| Title | Pre-existing T cell-mediated cross-reactivity to SARS-CoV-2 cannot solely be explained by prior exposure to endemic human coronaviruses. | ||
| Author | Tan, Cedric C S; Owen, Christopher J; Tham, Christine Y L; Bertoletti, Antonio; van Dorp, Lucy; Balloux, Francois | ||
| Journal | Infect Genet Evol | Publication Year/Month | 2021-Nov |
| PMID | 34509646 | PMCID | PMC8428999 |
| Affiliation + expend | 1.UCL Genetics Institute, University College London, Gower Street, London WC1E 6BT, United Kingdom.
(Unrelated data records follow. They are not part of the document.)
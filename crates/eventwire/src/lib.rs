//! Named JSON events between processes.
//!
//! A Provider emits `(event, args)` pairs over a Unix domain socket or TCP
//! connection; a Consumer accepts connections and republishes every
//! decoded message to local subscribers.
//!
//! # Crate Structure
//!
//! - [`transport`]: addresses, listeners and byte streams (UDS, TCP)
//! - [`frame`]: newline-delimited JSON framing and reassembly
//! - [`peer`]: `Provider`, `Consumer` and `EventSource` (behind `peer` feature)

/// Re-export transport types.
pub mod transport {
    pub use eventwire_transport::*;
}

/// Re-export frame types.
pub mod frame {
    pub use eventwire_frame::*;
}

/// Re-export peer types (requires `peer` feature).
#[cfg(feature = "peer")]
pub mod peer {
    pub use eventwire_peer::*;
}

#[cfg(feature = "peer")]
pub use eventwire_peer::{Consumer, EventSource, PeerError, Provider};
pub use eventwire_frame::Message;
pub use eventwire_transport::Address;
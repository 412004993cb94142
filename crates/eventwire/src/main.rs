mod cmd;
mod exit;
mod logging;
mod output;

use clap::Parser;

use crate::cmd::Command;
use crate::logging::{init_logging, LogFormat, LogLevel};
use crate::output::OutputFormat;

#[derive(Parser, Debug)]
#[command(name = "eventwire", version, about = "Send and receive named JSON events")]
struct Cli {
    /// Output format.
    #[arg(long, value_name = "FORMAT", global = true)]
    format: Option<OutputFormat>,

    /// Log output format (stderr).
    #[arg(
        long,
        value_name = "FORMAT",
        default_value = "text",
        env = "EVENTWIRE_LOG_FORMAT",
        global = true
    )]
    log_format: LogFormat,

    /// Minimum log level (stderr).
    #[arg(
        long,
        value_name = "LEVEL",
        default_value = "info",
        env = "EVENTWIRE_LOG_LEVEL",
        global = true
    )]
    log_level: LogLevel,

    #[command(subcommand)]
    command: Command,
}

fn main() {
    let cli = match Cli::try_parse() {
        Ok(cli) => cli,
        Err(err) if err.use_stderr() => {
            let _ = err.print();
            std::process::exit(exit::USAGE);
        }
        Err(err) => err.exit(),
    };
    init_logging(cli.log_format, cli.log_level);

    let format = cli.format.unwrap_or_else(OutputFormat::default_for_stdout);
    let result = cmd::run(cli.command, format);

    match result {
        Ok(code) => std::process::exit(code),
        Err(err) => {
            eprintln!("error: {err}");
            std::process::exit(err.code);
        }
    }
}
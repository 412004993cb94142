use bytes::{BufMut, BytesMut};
use serde::{Deserialize, Deserializer, Serialize, Serializer};
use serde_json::Value;

use crate::error::{FrameError, Result};
use crate::separator::{self, SEPARATOR};

/// Default maximum frame size: 16 MiB.
pub const DEFAULT_MAX_FRAME: usize = 16 * 1024 * 1024;

const EMPTY_EVENT: &str = "event name must not be empty";

/// One named event and its argument list: the unit of transmission.
///
/// Wire form: `{"event":"greet","args":[{"name":"Ada"}]}`.
#[derive(Debug, Clone, PartialEq, Serialize, Deserialize)]
pub struct Message {
    /// Event name. Never empty.
    #[serde(
        serialize_with = "serialize_event",
        deserialize_with = "deserialize_event"
    )]
    pub event: String,
    /// Positional arguments, delivered to handlers one element per argument.
    pub args: Vec<Value>,
}

impl Message {
    /// Create a message from an event name and argument list.
    pub fn new(event: impl Into<String>, args: Vec<Value>) -> Self {
        Self {
            event: event.into(),
            args,
        }
    }

    /// Build a message from any value that serializes to a JSON array.
    ///
    /// Tuples, vectors and slices all qualify; `()` means no arguments.
    pub fn from_serialize<T: Serialize + ?Sized>(
        event: impl Into<String>,
        args: &T,
    ) -> Result<Self> {
        let args = match serde_json::to_value(args).map_err(FrameError::Serialization)? {
            Value::Array(args) => args,
            Value::Null => Vec::new(),
            other => {
                return Err(FrameError::Serialization(serde::ser::Error::custom(
                    format!("arguments must serialize to a JSON array, got {}", kind(&other)),
                )))
            }
        };
        Ok(Self::new(event, args))
    }
}

fn kind(value: &Value) -> &'static str {
    match value {
        Value::Null => "null",
        Value::Bool(_) => "a boolean",
        Value::Number(_) => "a number",
        Value::String(_) => "a string",
        Value::Array(_) => "an array",
        Value::Object(_) => "an object",
    }
}

fn serialize_event<S: Serializer>(
    event: &str,
    serializer: S,
) -> std::result::Result<S::Ok, S::Error> {
    if event.is_empty() {
        return Err(serde::ser::Error::custom(EMPTY_EVENT));
    }
    serializer.serialize_str(event)
}

fn deserialize_event<'de, D: Deserializer<'de>>(
    deserializer: D,
) -> std::result::Result<String, D::Error> {
    let event = String::deserialize(deserializer)?;
    if event.is_empty() {
        return Err(serde::de::Error::custom(EMPTY_EVENT));
    }
    Ok(event)
}

/// Serialize a message to compact JSON text (no separator).
pub fn encode(message: &Message) -> Result<String> {
    let text = serde_json::to_string(message).map_err(FrameError::Serialization)?;
    debug_assert!(!separator::contains(text.as_bytes()));
    Ok(text)
}

/// Parse one frame (separator already stripped) back into a message.
///
/// Only a JSON object qualifies; serde's positional form (`["a",[]]`) is
/// rejected.
pub fn decode(frame: &[u8]) -> Result<Message> {
    let value: Value = serde_json::from_slice(frame).map_err(FrameError::Deserialization)?;
    if !value.is_object() {
        return Err(FrameError::Deserialization(serde::de::Error::custom(
            format!("expected a JSON object, got {}", kind(&value)),
        )));
    }
    Message::deserialize(value).map_err(FrameError::Deserialization)
}

/// Encode a message into the wire format.
///
/// Wire format:
/// ```text
/// ┌──────────────────────────────────────────┬──────┐
/// │ {"event":<string>,"args":<array>}        │ 0x0A │
/// │ compact UTF-8 JSON                       │ "\n" │
/// └──────────────────────────────────────────┴──────┘
/// ```
///
/// Nothing is appended to `dst` when serialization fails.
pub fn encode_frame(message: &Message, dst: &mut BytesMut) -> Result<()> {
    let text = encode(message)?;
    dst.reserve(text.len() + SEPARATOR.len());
    dst.put_slice(text.as_bytes());
    dst.put_slice(SEPARATOR);
    Ok(())
}

/// Configuration for frame reading and writing.
#[derive(Debug, Clone)]
pub struct FrameConfig {
    /// Maximum size of a single frame in bytes. Default: 16 MiB.
    pub max_frame_size: usize,
    /// Read timeout for blocking operations.
    pub read_timeout: Option<std::time::Duration>,
    /// Write timeout for blocking operations.
    pub write_timeout: Option<std::time::Duration>,
}

impl Default for FrameConfig {
    fn default() -> Self {
        Self {
            max_frame_size: DEFAULT_MAX_FRAME,
            read_timeout: None,
            write_timeout: None,
        }
    }
}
Electronic address: cedric.tan.18@ucl.ac.uk. | ||
T-cell-mediated immunity to SARS-CoV-2-derived peptides in individuals unexposed to SARS-CoV-2 has been previously reported. This pre-existing immunity was suggested to largely derive from prior exposure to \'common cold\' endemic human coronaviruses (HCoVs). To test this, we characterised the sequence homology of SARS-CoV-2-derived T-cell epitopes reported in the literature across the full proteome of the Coronaviridae family. 54.8% of these epitopes had no homology to any of the HCoVs. Further, the proportion of SARS-CoV-2-derived epitopes with any level of sequence homology to the proteins encoded by any of the coronaviruses tested is well-predicted by their alignment-free phylogenetic distance to SARS-CoV-2 (Pearson\'s r = -0.958). No coronavirus in our dataset showed a significant excess of T-cell epitope homology relative to the proportion of expected random matches, given their genetic similarity to SARS-CoV-2. Our findings suggest that prior exposure to human or animal-associated coronaviruses cannot completely explain the T-cell repertoire in unexposed individuals that recognise SARS-CoV-2 cross-reactive epitopes.